Does anyone enjoy saving their progress in games? Whether it be saving automatically or manually, saving a game is necessary so the player will be able move forward and progress.

Donte\' Hawkins, Blogger

August 10, 2015

2 Min Read

The power to save progress in a game is quite astonishing. Many of us may take it for granted, but this is a significant piece in some of our games today. Otherwise our progression would be slowed (exception: unless you can beat the game all in one day!).

Different types of saving options:

Games with saving options (players have some control)

Many games have saving options. These options are put in place, so that the player can choose how they want to save the game. Manual and automatic are the saving options. One might ask, “What is the point of having both options to save?” Well if a game gives the player options to save, it makes the player seem in control. It is almost the same as changing controls on the control screen.
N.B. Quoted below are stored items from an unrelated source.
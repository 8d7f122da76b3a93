//! Builder utilities for configuring graph emitters.
//!
//! Chooses how the emitter's random source is seeded before constructing a
//! [`GraphEmitter`].

use rand::{SeedableRng, rngs::SmallRng};
use tracing::debug;

use crate::{emitter::GraphEmitter, params::VertexCount};

/// Configures and constructs [`GraphEmitter`] instances backed by
/// [`SmallRng`].
///
/// Without a seed the random source is seeded from operating system entropy,
/// so each run produces a different graph. A fixed seed makes the listing
/// reproducible for a given build.
///
/// # Examples
/// ```
/// use gengraph_core::{GraphEmitterBuilder, VertexCount};
///
/// let builder = GraphEmitterBuilder::new().with_seed(17);
/// assert_eq!(builder.seed(), Some(17));
///
/// let mut first = builder.build(VertexCount::new(8));
/// let mut second = builder.build(VertexCount::new(8));
/// assert!(first.edges().eq(second.edges()));
/// ```
#[derive(Debug, Clone, Copy, Default)]
pub struct GraphEmitterBuilder {
    seed: Option<u64>,
}

impl GraphEmitterBuilder {
    /// Creates a builder that seeds from entropy.
    ///
    /// # Examples
    /// ```
    /// use gengraph_core::GraphEmitterBuilder;
    ///
    /// assert_eq!(GraphEmitterBuilder::new().seed(), None);
    /// ```
    #[must_use]
    pub fn new() -> Self {
        Self::default()
    }

    /// Fixes the seed of the random source.
    #[must_use]
    pub const fn with_seed(mut self, seed: u64) -> Self {
        self.seed = Some(seed);
        self
    }

    /// Sets or clears the seed of the random source.
    ///
    /// # Examples
    /// ```
    /// use gengraph_core::GraphEmitterBuilder;
    ///
    /// let builder = GraphEmitterBuilder::new().with_seed(3).with_optional_seed(None);
    /// assert_eq!(builder.seed(), None);
    /// ```
    #[must_use]
    pub const fn with_optional_seed(mut self, seed: Option<u64>) -> Self {
        self.seed = seed;
        self
    }

    /// Returns the configured seed, if any.
    #[must_use]
    pub const fn seed(&self) -> Option<u64> {
        self.seed
    }

    /// Constructs an emitter for `vertices`.
    #[must_use]
    pub fn build(self, vertices: VertexCount) -> GraphEmitter<SmallRng> {
        let rng = match self.seed {
            Some(seed) => {
                debug!(seed, "seeding random source");
                SmallRng::seed_from_u64(seed)
            }
            None => SmallRng::from_entropy(),
        };
        GraphEmitter::new(vertices, rng)
    }
}

#[cfg(test)]
mod tests {
    use super::*;

    use rstest::rstest;

    fn listing(builder: GraphEmitterBuilder, count: usize) -> Vec<u8> {
        let mut buffer = Vec::new();
        if let Err(err) = builder.build(VertexCount::new(count)).emit(&mut buffer) {
            panic!("emitting into a Vec must succeed: {err}");
        }
        buffer
    }

    #[rstest]
    fn builder_defaults_to_entropy() {
        assert_eq!(GraphEmitterBuilder::new().seed(), None);
    }

    #[rstest]
    #[case(0)]
    #[case(1)]
    #[case(u64::MAX)]
    fn seeded_builders_reproduce_listings(#[case] seed: u64) {
        let builder = GraphEmitterBuilder::new().with_seed(seed);
        assert_eq!(listing(builder, 30), listing(builder, 30));
    }

    #[rstest]
    fn different_seeds_diverge() {
        let first = listing(GraphEmitterBuilder::new().with_seed(1), 40);
        let second = listing(GraphEmitterBuilder::new().with_seed(2), 40);
        assert_ne!(first, second);
    }

    #[rstest]
    fn build_preserves_vertex_count() {
        let emitter = GraphEmitterBuilder::new().build(VertexCount::new(11));
        assert_eq!(emitter.vertices(), VertexCount::new(11));
    }
}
Manually saving: This option gives the player complete control on which areas of the game to save. Sometimes this option may be quite beneficial.

Automatic saving: This option gives the player the ability to let the game save by itself in specific areas.

Automatic and manual saving (Combination): This option gives the player unlimited control on whether to save the game automatic and manually.

Games with no saving option (players have no control)

Many games have no saving options. This is sometimes put in place because the game is prebuilt in a way that prohibits the player from controlling the games structure. For most games, it is not important to let the player control saving, so they establish one saving type in place.

Manual save: Some games have manually save as their main core and cannot be changed.

Automatic save: Some games have automatic save as their main core and cannot be changed.

Breaking the save

I am probably not the first one to do this, but there have been times where I have tried to “break” the save. For example, let us say that RetroNuclei (a made up game for example purposes) gives me the option to manual save and automatically save. After completing a big part in the game it would save automatically. Then in-between parts I would manually save, thinking that it would save that progress as well. This is usually a fail, because the game will only allow the automatic save to dictate where saving should occur. Unfortunately for me if I died, I would have to start off where my last big save was.